**What to do**
Below are some records. Say how many of their lines include the string "matches", giving only the number.

**Stored items**
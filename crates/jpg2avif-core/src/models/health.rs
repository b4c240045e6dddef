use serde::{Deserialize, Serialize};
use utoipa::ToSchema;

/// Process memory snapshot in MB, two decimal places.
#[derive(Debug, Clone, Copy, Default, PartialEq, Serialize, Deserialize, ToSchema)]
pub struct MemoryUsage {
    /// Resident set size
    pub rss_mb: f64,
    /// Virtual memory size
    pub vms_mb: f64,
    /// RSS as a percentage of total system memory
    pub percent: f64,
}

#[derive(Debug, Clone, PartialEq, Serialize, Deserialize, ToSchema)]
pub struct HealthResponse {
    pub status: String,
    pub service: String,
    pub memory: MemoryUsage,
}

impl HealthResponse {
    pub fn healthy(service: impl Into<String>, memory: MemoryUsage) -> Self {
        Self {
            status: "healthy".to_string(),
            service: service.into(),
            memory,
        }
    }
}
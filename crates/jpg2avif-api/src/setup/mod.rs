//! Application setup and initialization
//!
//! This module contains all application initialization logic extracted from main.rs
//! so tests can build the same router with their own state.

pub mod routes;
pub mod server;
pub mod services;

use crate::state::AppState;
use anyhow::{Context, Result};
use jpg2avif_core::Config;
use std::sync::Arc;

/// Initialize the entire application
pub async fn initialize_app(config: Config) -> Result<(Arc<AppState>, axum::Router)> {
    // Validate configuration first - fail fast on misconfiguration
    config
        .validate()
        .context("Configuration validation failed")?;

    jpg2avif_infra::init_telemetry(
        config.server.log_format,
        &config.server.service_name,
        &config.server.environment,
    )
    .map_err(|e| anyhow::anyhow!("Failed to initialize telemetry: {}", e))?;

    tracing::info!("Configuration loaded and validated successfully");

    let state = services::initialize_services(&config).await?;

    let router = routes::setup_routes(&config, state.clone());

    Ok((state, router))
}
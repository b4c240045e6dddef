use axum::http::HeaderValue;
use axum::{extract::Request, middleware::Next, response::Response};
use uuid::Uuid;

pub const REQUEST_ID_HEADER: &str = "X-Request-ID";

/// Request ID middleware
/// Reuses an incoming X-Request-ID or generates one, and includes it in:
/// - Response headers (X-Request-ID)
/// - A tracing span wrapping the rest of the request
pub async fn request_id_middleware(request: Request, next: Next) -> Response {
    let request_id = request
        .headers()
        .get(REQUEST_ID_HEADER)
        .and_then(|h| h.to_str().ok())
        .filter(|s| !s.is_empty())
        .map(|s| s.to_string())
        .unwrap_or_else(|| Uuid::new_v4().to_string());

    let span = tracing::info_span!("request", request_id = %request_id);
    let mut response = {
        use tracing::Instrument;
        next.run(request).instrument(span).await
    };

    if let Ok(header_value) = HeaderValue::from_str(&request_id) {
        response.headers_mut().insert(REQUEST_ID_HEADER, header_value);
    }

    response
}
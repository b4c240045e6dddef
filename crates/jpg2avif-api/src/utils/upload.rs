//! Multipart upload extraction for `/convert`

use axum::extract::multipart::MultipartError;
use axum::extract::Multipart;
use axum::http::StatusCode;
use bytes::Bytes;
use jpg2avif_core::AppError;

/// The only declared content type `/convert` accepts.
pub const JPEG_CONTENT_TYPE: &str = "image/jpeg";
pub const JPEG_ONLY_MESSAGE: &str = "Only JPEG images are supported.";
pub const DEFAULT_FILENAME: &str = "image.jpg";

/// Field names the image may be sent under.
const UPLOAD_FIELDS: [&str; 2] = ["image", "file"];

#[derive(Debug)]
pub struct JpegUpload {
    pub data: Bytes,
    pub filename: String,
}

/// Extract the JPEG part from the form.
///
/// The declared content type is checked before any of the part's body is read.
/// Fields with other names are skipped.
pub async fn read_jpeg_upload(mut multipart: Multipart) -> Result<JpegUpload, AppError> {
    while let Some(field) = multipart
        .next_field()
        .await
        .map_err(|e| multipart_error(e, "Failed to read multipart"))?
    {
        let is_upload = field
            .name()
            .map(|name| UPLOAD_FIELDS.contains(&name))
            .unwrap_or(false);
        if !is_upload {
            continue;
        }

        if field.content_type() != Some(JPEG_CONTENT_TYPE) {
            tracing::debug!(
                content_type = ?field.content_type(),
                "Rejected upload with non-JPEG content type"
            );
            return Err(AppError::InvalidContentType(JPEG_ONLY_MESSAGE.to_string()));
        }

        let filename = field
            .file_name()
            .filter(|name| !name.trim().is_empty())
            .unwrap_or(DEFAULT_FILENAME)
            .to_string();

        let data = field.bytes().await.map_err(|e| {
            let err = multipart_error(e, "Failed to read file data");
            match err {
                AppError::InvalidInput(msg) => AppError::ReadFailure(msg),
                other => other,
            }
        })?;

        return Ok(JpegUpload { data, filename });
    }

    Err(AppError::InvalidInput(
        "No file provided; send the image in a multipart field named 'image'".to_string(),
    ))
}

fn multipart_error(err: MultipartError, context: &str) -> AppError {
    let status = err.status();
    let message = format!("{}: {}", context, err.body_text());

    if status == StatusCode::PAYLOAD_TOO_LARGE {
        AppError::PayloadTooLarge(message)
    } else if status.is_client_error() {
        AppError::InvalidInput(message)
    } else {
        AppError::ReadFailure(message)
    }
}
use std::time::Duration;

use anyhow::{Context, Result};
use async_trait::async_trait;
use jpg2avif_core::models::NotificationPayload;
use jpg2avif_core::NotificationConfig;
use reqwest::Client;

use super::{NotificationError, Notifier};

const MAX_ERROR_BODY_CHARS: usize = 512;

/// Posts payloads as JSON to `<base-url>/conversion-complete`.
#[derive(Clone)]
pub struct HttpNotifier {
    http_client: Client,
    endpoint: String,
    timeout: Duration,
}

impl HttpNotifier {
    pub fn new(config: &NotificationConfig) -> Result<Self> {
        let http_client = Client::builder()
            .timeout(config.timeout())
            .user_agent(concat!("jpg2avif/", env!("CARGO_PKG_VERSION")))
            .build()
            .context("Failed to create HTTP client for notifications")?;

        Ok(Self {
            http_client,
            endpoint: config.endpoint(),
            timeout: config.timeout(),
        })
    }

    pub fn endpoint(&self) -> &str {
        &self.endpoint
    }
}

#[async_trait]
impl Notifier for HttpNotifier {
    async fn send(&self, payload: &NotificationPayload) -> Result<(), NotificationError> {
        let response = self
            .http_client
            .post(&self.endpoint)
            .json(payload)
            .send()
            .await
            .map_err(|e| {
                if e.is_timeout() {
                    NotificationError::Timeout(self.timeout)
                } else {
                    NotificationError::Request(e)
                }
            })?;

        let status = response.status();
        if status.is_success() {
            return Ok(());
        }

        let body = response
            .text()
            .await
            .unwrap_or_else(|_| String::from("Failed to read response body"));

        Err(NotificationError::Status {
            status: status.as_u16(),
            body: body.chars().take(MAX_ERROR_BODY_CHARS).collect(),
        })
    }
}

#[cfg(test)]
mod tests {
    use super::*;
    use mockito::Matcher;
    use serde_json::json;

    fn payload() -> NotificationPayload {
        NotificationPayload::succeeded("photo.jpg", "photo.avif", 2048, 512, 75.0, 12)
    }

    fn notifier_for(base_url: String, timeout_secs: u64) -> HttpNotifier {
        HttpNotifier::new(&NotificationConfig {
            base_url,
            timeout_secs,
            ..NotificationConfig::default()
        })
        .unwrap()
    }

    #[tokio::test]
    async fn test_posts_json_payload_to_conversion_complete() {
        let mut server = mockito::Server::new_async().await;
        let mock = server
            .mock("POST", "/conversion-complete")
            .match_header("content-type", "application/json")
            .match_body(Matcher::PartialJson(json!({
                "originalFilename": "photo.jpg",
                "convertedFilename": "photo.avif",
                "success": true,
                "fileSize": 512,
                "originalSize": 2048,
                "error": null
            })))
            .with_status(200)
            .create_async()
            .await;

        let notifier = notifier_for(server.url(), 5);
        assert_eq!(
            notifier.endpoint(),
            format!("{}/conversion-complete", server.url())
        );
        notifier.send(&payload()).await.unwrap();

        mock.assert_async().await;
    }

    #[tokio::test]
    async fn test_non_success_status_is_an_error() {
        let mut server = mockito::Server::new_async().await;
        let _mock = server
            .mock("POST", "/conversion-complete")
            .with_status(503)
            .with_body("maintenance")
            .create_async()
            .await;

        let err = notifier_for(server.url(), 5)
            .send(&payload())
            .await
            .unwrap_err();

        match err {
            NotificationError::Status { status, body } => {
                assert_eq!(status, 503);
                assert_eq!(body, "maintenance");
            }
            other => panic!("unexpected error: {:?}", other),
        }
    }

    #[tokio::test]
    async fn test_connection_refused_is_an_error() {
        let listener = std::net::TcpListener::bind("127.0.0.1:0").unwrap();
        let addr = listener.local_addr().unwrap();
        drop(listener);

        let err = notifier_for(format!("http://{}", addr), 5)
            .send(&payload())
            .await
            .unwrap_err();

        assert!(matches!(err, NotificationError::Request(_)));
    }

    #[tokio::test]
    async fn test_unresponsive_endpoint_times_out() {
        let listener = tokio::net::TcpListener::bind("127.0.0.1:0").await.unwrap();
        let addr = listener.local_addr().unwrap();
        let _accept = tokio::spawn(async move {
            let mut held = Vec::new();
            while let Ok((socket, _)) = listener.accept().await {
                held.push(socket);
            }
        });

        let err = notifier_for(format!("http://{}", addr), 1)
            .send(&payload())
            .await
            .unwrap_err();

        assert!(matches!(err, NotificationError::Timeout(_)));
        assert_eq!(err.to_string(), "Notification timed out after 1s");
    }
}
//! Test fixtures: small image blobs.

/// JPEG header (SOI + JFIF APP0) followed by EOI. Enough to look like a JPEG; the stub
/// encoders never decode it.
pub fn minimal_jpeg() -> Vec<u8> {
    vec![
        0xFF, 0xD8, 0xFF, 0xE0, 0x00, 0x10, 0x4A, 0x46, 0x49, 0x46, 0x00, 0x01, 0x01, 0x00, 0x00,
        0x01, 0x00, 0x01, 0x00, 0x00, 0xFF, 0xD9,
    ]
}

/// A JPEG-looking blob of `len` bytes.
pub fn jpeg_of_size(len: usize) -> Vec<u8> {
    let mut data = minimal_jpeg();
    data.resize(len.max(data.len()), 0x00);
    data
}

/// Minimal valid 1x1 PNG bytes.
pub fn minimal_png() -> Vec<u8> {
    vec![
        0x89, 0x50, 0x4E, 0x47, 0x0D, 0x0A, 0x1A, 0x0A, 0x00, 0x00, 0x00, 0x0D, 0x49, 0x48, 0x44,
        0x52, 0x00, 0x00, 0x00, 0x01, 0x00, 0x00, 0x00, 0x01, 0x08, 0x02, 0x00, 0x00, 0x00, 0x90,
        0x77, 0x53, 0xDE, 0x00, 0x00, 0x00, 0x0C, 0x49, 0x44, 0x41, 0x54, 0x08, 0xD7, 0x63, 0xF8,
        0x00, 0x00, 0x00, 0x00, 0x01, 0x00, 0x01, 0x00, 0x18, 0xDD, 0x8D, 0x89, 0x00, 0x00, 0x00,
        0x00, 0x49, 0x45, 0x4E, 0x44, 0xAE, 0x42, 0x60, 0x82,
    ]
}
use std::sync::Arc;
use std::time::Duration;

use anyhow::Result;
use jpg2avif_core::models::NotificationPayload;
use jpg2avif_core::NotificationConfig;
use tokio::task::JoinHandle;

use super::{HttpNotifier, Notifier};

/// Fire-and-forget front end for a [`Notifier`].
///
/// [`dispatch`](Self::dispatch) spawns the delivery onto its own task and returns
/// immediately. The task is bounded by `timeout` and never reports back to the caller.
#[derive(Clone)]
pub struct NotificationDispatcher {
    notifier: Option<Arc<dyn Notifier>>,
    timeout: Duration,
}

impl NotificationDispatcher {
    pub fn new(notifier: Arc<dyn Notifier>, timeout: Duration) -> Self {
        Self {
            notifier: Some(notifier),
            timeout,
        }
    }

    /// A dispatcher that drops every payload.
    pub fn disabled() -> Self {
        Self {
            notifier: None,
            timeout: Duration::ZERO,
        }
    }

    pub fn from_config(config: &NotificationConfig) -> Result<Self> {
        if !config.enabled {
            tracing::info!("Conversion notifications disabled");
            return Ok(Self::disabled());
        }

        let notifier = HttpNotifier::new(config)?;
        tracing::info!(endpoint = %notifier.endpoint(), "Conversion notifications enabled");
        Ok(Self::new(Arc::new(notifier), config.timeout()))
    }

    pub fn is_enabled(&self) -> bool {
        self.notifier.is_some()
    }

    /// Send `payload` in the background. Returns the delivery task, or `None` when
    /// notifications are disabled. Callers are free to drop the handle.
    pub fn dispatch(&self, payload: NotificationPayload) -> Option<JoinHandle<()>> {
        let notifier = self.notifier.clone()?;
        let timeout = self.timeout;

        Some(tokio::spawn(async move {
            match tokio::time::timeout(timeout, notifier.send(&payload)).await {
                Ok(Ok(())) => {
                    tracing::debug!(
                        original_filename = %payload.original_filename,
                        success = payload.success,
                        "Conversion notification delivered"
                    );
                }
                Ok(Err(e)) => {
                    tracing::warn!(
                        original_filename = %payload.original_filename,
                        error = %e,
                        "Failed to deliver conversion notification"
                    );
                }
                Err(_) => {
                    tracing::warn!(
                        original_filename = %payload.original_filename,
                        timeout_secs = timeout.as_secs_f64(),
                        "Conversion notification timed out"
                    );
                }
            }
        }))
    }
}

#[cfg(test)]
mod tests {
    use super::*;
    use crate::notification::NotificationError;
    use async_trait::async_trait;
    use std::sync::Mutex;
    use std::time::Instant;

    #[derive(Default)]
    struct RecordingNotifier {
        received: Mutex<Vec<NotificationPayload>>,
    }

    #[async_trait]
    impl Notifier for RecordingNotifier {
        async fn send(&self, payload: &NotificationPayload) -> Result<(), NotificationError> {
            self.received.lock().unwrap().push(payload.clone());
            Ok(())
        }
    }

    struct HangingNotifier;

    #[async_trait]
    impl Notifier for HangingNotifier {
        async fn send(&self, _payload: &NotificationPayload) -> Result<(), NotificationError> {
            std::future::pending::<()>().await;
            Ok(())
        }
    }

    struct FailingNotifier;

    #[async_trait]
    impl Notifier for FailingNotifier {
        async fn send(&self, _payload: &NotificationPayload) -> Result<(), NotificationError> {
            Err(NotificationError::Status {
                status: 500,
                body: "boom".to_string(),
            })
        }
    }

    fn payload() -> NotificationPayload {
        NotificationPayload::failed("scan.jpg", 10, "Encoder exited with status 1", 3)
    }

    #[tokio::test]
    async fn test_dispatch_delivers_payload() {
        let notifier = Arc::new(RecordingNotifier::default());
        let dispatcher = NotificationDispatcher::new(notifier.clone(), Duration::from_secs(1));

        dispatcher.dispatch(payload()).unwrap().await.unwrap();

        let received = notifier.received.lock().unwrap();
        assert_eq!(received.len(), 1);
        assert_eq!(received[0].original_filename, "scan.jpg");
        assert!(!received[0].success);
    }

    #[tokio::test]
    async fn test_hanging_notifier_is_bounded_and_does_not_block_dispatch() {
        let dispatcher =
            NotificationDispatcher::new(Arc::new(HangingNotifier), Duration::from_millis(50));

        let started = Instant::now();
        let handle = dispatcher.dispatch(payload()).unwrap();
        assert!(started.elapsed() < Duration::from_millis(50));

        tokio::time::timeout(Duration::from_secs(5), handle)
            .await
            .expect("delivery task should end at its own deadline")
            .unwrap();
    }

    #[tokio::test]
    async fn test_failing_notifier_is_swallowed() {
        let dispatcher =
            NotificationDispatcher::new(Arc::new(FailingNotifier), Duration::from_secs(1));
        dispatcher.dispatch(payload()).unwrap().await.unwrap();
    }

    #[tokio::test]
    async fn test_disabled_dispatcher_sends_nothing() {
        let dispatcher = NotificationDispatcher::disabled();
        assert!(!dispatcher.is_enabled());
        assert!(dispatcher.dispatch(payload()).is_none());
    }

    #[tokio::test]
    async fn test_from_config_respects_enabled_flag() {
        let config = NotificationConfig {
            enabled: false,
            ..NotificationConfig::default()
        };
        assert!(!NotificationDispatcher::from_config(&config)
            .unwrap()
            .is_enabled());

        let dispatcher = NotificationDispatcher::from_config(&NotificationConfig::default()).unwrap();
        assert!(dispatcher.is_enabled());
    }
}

**Response for this exercise**
2